BEGIN DATA RECORDS

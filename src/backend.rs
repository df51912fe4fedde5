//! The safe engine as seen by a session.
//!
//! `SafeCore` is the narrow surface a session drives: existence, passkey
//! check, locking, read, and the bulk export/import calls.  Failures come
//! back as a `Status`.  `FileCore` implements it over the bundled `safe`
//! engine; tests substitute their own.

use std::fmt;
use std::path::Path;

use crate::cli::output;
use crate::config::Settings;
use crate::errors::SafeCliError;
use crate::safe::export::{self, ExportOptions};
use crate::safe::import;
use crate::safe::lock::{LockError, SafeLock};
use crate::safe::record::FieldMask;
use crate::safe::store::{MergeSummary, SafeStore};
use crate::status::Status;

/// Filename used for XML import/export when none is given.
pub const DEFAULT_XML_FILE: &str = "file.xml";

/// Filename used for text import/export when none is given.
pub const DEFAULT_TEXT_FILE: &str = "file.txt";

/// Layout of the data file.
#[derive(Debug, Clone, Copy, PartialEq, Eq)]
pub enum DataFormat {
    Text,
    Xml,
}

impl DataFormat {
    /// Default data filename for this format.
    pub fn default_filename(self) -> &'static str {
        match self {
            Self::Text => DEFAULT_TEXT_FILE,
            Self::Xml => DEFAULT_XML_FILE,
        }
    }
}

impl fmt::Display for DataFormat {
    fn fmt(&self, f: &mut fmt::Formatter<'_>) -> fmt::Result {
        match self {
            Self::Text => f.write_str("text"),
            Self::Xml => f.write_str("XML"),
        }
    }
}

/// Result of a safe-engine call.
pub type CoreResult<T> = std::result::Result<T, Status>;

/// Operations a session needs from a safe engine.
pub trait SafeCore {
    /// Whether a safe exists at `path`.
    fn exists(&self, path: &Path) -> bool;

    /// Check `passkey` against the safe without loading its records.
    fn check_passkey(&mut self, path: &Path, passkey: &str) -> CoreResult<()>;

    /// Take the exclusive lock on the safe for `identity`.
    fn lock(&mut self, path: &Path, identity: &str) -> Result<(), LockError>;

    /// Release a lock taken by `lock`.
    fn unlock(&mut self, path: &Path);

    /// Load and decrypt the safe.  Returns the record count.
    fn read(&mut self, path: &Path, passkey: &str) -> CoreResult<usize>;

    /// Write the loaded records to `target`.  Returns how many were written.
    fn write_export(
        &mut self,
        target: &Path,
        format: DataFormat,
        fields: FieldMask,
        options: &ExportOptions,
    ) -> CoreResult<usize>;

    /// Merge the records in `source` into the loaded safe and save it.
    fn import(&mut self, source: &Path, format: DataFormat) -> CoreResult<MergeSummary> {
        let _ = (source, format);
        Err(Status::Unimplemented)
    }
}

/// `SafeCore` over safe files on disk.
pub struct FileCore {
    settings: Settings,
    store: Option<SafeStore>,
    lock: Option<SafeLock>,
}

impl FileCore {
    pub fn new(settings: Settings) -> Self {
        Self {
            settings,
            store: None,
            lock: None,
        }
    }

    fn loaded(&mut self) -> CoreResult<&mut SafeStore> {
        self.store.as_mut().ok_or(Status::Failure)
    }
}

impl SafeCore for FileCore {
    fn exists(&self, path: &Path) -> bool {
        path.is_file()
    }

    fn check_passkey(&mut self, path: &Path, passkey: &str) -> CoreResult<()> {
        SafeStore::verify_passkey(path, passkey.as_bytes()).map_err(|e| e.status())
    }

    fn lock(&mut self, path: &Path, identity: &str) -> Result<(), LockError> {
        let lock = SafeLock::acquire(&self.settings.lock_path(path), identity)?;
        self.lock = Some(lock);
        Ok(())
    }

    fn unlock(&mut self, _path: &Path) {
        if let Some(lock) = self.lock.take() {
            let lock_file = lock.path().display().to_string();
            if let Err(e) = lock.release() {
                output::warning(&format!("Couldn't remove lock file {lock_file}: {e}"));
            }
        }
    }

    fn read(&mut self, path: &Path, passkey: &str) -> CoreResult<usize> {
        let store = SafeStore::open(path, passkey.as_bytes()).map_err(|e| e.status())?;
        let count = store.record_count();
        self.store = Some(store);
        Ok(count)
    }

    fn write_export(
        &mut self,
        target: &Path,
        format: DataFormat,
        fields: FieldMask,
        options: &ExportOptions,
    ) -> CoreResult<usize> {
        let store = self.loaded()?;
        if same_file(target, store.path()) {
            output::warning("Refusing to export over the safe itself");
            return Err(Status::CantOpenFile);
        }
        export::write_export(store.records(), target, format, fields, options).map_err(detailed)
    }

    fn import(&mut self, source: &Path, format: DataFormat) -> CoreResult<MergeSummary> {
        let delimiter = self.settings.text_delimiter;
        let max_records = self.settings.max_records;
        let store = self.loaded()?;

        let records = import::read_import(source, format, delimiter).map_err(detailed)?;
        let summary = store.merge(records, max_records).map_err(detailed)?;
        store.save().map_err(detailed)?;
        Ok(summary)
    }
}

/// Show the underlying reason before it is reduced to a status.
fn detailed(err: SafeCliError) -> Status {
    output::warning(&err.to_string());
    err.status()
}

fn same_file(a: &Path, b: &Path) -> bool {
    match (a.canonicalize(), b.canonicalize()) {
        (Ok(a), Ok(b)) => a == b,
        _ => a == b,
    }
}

END DATA RECORDS
BEGIN DATA RECORDS

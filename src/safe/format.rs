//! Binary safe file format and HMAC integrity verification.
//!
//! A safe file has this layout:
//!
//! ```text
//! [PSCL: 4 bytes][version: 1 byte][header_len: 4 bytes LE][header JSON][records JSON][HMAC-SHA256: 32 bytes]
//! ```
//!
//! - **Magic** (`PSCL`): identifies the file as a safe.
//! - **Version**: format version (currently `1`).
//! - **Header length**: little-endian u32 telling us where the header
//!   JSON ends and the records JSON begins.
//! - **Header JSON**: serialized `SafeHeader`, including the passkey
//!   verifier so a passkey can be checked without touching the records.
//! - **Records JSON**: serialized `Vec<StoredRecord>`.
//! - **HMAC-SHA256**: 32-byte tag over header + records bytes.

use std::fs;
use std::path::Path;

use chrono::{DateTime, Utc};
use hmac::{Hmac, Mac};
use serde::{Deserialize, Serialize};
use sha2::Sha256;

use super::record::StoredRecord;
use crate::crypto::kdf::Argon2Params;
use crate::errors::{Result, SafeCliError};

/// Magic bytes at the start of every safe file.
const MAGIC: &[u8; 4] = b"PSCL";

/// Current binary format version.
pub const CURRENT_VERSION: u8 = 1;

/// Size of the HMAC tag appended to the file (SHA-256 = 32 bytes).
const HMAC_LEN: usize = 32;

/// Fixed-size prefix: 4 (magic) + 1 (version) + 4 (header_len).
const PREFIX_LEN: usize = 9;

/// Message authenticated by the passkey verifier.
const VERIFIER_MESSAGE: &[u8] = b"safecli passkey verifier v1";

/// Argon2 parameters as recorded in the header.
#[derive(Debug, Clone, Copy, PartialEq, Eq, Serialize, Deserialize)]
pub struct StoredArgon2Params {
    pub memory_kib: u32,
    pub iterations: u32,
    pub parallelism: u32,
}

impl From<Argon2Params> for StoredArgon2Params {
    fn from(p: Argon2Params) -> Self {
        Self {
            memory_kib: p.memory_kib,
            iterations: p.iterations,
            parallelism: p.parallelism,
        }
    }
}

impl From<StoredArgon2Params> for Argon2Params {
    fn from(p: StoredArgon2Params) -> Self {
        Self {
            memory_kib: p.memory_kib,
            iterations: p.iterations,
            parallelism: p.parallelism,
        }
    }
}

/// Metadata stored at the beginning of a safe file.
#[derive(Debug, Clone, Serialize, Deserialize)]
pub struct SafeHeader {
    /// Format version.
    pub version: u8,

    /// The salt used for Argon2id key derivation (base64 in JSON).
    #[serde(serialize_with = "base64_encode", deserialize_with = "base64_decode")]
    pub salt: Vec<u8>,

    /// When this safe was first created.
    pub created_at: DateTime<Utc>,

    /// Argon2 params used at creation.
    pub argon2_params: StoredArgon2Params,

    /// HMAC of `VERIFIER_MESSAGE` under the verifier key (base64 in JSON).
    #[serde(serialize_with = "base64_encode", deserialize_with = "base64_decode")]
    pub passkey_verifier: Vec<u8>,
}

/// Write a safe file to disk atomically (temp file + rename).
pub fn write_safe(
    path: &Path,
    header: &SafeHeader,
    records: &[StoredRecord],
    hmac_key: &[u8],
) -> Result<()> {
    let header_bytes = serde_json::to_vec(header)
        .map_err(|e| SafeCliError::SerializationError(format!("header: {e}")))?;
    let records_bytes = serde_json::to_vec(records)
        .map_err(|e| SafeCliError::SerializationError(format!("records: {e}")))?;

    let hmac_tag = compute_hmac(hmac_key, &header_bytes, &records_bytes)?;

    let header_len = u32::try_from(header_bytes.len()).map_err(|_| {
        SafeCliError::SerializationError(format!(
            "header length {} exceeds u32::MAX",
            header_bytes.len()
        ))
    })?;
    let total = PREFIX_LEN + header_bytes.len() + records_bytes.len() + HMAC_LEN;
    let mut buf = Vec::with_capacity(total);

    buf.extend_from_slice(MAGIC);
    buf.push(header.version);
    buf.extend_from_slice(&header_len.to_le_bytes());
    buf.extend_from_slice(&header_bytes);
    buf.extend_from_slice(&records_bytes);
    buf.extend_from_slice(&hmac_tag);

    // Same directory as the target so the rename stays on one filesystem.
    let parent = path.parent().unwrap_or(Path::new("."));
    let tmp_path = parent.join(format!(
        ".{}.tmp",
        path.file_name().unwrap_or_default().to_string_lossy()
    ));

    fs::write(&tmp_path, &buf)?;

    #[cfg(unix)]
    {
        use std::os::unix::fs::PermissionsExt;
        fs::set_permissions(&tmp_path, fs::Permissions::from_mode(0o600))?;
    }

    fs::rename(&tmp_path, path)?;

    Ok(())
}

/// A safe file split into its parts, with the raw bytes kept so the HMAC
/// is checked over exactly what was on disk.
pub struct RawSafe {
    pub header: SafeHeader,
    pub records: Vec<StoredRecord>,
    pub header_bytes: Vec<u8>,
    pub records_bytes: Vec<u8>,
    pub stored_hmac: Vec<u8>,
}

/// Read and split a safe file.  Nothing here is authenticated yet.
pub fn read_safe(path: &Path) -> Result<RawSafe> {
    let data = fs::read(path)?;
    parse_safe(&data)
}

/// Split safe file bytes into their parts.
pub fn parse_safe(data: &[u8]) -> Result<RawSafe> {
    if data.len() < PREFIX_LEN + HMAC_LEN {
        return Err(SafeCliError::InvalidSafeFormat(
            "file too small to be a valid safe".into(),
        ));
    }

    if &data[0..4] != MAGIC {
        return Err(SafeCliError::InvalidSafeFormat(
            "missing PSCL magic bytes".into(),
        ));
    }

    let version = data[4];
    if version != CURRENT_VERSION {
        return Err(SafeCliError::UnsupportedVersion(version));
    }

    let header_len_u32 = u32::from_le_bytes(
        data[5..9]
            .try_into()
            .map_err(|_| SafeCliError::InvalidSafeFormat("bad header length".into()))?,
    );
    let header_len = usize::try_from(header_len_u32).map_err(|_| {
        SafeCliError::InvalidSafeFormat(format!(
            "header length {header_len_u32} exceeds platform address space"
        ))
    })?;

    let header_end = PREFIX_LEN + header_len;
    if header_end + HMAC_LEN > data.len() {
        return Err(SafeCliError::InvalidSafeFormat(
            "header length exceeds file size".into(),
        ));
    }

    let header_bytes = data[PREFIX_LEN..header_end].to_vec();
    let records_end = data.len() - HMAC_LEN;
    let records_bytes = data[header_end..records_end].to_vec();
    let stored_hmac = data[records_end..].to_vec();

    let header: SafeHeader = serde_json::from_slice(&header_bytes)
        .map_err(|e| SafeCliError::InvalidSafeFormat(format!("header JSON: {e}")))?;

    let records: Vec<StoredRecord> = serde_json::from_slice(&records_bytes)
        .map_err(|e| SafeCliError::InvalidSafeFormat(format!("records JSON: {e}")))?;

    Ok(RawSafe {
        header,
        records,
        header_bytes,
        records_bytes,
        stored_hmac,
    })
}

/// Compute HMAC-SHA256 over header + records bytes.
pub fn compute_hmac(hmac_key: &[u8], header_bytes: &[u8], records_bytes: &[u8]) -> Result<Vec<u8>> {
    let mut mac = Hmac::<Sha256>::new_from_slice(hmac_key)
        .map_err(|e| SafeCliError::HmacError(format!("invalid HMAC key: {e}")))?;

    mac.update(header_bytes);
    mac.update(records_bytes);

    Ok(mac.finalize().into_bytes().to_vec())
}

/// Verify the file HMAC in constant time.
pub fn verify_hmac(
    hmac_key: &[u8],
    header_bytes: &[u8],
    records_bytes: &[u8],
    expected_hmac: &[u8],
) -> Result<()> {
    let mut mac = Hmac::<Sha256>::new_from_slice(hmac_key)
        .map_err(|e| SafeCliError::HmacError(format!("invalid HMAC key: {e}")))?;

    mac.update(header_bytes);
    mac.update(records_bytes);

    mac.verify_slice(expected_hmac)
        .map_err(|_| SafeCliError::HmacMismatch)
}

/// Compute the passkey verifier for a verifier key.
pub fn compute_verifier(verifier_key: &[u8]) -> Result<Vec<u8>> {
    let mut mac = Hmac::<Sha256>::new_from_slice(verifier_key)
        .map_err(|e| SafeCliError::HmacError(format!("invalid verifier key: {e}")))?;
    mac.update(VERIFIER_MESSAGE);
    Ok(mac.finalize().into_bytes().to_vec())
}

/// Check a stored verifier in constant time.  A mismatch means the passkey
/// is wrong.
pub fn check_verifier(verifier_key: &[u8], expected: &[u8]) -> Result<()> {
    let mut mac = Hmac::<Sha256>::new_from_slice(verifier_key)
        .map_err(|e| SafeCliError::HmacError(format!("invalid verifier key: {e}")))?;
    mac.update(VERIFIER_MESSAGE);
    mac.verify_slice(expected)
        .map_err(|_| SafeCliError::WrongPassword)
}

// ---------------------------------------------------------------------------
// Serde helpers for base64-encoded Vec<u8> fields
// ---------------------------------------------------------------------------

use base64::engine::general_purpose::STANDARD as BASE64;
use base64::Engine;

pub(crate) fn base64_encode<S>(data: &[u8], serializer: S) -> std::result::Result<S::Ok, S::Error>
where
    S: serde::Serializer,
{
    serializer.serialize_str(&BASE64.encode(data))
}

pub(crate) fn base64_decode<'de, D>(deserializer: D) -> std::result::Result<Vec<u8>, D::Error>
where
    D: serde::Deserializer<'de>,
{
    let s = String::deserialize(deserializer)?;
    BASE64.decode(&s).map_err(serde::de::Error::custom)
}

END DATA RECORDS
BEGIN DATA RECORDS

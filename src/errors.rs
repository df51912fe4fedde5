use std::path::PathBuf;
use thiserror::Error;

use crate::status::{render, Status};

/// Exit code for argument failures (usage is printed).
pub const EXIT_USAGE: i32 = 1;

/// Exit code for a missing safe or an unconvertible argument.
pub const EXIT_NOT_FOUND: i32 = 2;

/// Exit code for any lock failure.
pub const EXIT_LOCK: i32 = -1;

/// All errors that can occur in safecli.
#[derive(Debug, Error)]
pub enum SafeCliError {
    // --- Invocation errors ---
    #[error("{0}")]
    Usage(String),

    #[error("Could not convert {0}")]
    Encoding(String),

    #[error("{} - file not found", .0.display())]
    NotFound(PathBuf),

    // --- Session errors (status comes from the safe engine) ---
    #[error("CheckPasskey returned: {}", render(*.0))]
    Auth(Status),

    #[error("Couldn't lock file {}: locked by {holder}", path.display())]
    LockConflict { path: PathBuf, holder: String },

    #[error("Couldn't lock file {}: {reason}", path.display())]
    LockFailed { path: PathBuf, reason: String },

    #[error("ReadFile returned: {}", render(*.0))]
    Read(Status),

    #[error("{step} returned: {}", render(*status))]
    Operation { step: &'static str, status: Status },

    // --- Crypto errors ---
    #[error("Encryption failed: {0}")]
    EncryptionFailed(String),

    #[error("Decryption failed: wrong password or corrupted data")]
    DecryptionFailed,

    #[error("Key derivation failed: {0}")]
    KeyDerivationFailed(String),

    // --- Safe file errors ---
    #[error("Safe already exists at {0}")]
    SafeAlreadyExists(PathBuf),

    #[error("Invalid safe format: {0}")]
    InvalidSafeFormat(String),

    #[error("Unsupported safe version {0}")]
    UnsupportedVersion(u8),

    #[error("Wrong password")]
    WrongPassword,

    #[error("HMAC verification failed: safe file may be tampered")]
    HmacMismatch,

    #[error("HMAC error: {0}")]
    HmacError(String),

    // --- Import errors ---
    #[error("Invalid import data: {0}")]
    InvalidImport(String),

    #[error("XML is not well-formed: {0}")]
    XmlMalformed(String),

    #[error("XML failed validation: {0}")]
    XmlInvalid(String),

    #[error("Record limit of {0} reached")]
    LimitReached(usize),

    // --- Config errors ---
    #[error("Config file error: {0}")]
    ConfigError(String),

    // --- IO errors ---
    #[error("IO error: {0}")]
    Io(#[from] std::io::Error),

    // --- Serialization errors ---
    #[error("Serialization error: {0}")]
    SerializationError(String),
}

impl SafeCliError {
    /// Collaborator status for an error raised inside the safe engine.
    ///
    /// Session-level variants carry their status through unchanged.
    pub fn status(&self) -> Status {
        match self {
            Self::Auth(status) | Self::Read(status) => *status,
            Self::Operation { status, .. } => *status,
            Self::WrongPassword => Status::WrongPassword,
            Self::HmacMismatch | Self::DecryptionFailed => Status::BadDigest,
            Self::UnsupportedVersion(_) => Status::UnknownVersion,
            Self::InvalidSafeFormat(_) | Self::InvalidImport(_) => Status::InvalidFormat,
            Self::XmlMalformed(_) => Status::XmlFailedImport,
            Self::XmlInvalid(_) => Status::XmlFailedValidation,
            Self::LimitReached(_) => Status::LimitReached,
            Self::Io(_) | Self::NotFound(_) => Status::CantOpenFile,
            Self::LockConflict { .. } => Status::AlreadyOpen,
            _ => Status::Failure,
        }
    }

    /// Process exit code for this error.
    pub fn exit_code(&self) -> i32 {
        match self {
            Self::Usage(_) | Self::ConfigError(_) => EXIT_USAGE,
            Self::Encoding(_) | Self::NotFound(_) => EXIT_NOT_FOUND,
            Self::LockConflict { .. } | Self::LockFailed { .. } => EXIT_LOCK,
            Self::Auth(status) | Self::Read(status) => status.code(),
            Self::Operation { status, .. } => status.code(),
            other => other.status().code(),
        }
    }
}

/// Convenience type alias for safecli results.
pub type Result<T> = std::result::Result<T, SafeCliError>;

END DATA RECORDS

> _TASK OBJECTIVE_
Which of the lines in the data hold the string "parent"? Report each of them by copying it.

> _TASK OUTPUT_
    let parent = path.parent().unwrap_or(Path::new("."));
    let tmp_path = parent.join(format!(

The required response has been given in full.